**DIRECTIONS FOR THIS TASK:** The expected answer is every line from the material below that has the word "ValidationErrors".

**SUPPLIED DATA:**
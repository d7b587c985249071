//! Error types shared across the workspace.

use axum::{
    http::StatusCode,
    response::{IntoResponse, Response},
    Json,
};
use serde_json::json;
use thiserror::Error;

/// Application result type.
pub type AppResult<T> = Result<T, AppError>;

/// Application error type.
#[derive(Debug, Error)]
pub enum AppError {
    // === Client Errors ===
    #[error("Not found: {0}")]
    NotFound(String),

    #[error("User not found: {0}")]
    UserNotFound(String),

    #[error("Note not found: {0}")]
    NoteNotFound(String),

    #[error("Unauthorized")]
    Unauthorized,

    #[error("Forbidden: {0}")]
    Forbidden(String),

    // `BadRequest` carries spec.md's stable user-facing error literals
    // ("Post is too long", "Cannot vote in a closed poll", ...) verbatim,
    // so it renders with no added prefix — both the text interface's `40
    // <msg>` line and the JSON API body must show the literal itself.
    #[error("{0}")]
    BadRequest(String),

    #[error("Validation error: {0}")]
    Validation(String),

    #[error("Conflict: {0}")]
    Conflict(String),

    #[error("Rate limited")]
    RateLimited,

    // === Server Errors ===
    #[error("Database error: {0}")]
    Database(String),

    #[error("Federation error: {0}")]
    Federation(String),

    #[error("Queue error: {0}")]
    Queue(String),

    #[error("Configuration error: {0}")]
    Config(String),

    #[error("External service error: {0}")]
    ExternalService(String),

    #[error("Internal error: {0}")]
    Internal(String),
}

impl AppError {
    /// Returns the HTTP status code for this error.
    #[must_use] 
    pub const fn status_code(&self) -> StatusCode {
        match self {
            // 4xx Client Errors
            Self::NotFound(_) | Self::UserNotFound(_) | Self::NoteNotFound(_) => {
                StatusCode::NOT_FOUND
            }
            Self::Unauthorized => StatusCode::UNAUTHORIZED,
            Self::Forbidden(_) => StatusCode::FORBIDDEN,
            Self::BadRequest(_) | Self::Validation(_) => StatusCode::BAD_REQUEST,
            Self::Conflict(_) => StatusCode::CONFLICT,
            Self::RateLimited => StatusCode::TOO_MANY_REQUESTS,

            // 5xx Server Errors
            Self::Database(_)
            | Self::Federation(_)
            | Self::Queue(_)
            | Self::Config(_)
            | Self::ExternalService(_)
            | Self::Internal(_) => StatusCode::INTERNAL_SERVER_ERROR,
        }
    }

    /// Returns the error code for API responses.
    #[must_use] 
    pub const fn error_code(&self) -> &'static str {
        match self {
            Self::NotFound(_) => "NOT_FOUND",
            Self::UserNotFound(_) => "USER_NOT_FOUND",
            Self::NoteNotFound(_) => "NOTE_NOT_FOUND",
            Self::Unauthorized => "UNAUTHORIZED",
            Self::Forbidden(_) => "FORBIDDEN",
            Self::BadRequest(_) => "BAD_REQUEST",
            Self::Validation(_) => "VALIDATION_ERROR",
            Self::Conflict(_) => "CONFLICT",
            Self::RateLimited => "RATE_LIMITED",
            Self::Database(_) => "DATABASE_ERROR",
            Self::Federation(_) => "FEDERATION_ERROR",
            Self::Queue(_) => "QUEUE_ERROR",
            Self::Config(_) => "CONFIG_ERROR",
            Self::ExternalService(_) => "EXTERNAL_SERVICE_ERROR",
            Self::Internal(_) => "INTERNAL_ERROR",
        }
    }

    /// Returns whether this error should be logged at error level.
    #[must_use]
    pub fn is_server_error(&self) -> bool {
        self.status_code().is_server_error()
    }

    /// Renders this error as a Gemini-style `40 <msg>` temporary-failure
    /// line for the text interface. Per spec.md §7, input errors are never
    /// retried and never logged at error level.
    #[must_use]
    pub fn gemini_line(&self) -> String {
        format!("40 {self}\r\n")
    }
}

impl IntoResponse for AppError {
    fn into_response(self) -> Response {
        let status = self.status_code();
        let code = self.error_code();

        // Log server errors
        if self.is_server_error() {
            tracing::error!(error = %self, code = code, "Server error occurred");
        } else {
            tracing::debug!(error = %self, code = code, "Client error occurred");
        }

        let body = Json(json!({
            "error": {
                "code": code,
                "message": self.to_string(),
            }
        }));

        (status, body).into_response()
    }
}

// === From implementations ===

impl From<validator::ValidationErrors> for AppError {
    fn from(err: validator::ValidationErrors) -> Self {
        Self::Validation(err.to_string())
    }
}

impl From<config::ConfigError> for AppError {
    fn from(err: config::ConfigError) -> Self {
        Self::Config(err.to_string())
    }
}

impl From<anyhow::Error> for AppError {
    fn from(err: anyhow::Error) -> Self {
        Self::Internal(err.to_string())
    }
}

--

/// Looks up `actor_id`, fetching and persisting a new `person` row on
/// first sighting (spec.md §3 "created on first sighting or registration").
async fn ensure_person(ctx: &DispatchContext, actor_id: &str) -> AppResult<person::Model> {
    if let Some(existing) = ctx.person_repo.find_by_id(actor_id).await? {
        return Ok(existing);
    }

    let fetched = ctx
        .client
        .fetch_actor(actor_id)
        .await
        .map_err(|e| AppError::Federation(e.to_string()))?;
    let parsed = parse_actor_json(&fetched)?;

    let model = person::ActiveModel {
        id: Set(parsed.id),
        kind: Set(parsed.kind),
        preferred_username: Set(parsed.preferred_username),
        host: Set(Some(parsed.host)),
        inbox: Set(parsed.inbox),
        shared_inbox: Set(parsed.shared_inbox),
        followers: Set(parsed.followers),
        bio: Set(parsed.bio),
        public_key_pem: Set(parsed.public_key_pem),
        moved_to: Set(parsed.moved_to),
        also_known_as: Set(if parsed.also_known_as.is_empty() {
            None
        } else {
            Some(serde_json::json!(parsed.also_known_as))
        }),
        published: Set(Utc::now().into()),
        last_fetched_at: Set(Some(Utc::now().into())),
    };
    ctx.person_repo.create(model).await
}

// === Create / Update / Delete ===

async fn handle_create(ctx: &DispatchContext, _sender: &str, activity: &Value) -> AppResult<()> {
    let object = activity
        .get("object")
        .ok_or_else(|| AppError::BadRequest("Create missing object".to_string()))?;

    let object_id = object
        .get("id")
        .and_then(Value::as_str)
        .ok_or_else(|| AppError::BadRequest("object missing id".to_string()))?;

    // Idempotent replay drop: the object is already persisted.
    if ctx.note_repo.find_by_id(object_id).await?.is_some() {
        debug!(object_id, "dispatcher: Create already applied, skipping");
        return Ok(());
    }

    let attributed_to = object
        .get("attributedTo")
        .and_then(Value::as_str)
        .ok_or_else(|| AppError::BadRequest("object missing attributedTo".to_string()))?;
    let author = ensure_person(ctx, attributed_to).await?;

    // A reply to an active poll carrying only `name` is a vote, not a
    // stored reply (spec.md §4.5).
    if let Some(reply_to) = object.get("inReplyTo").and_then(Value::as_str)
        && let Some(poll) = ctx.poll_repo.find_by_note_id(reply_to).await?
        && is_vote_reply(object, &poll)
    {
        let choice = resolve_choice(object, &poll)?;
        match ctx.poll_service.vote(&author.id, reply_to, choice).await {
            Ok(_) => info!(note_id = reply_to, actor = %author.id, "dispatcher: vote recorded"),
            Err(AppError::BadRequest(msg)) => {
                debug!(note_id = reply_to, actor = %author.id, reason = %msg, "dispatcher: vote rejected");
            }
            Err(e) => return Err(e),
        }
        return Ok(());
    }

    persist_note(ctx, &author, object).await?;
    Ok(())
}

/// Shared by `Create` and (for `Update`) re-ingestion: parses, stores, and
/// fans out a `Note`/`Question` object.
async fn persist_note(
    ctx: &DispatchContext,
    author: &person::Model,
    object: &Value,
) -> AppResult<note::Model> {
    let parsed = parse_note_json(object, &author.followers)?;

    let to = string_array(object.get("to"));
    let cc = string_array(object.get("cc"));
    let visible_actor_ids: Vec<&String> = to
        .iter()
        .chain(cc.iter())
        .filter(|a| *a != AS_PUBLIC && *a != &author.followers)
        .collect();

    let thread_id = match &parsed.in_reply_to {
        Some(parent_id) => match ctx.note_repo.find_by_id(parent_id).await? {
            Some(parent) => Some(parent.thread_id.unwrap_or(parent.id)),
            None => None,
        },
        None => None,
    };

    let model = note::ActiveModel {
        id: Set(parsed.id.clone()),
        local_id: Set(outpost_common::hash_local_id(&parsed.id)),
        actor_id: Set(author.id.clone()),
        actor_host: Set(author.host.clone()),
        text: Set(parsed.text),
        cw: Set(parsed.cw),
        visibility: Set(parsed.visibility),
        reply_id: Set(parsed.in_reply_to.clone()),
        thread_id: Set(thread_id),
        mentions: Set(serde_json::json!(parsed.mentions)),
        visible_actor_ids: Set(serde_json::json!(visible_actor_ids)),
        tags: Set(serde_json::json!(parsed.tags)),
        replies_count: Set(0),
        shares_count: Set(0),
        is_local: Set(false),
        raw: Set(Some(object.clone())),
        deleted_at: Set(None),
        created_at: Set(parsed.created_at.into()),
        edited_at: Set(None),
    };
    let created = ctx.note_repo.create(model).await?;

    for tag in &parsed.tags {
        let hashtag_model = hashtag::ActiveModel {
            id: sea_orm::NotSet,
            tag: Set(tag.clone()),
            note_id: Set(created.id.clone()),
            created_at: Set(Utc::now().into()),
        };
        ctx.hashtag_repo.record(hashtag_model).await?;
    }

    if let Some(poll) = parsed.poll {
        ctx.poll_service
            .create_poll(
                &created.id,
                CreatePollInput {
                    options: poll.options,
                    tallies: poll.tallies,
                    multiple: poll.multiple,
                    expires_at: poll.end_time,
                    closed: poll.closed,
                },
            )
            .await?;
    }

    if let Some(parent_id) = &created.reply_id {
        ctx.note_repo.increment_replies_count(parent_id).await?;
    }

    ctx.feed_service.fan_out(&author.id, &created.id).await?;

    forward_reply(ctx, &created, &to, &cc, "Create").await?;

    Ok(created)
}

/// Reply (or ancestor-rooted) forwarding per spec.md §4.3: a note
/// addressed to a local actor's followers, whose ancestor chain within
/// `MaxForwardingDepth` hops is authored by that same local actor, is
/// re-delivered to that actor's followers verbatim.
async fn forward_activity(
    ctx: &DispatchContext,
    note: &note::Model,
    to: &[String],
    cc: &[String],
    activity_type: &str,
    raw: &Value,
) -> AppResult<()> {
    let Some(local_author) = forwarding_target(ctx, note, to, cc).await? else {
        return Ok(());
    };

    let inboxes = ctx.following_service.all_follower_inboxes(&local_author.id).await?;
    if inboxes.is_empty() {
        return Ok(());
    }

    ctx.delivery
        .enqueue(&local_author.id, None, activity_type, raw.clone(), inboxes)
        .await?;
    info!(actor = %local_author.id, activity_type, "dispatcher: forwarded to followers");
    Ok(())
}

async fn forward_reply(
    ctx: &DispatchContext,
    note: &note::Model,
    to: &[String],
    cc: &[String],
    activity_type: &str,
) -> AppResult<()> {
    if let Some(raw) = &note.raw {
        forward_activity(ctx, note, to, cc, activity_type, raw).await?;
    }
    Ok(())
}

==

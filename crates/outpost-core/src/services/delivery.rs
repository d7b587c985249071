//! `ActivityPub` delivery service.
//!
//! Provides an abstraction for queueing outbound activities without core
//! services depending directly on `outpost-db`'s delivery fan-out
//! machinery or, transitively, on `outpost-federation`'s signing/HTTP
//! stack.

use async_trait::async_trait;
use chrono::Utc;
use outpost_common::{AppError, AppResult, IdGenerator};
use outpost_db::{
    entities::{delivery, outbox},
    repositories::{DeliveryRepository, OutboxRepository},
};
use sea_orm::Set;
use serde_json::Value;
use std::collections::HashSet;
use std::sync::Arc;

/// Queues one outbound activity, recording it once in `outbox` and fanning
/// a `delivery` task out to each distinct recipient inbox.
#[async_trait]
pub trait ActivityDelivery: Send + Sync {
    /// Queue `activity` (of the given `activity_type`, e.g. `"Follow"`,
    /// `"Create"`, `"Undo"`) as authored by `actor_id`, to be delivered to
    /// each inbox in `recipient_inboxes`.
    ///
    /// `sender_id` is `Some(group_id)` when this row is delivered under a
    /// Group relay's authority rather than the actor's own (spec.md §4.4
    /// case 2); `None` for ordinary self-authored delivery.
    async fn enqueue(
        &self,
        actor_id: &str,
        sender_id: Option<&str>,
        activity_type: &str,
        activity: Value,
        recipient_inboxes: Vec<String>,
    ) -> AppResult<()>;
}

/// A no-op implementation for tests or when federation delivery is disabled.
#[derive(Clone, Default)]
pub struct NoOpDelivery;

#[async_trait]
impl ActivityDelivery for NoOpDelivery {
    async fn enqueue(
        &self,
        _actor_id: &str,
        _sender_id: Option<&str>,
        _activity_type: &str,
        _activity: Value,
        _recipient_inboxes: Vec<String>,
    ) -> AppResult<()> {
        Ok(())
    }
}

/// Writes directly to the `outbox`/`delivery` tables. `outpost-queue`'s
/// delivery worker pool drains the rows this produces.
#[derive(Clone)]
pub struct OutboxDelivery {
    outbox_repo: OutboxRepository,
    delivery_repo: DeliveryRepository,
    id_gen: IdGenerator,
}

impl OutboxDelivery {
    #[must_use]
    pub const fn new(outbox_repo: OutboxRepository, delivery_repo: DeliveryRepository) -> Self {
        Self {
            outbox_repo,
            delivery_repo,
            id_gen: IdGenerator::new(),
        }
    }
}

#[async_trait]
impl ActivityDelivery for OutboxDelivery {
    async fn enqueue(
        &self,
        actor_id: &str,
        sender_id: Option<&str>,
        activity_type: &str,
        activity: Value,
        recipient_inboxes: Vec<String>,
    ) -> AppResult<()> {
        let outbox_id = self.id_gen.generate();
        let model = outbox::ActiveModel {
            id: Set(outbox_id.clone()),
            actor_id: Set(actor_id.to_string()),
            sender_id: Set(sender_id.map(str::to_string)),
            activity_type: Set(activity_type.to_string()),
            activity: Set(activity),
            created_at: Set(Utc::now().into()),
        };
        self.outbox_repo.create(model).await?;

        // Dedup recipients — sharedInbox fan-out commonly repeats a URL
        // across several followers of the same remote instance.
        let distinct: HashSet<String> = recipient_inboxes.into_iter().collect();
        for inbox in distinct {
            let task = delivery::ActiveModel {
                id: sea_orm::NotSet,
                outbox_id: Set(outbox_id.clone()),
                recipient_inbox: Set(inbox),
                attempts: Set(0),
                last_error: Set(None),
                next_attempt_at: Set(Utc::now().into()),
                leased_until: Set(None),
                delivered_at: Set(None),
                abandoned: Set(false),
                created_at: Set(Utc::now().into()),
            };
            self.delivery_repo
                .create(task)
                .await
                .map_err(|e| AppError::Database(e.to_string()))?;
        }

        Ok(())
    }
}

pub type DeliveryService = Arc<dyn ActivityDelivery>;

**SOLUTION TO THE PROBLEM:**
impl From<validator::ValidationErrors> for AppError {
    fn from(err: validator::ValidationErrors) -> Self {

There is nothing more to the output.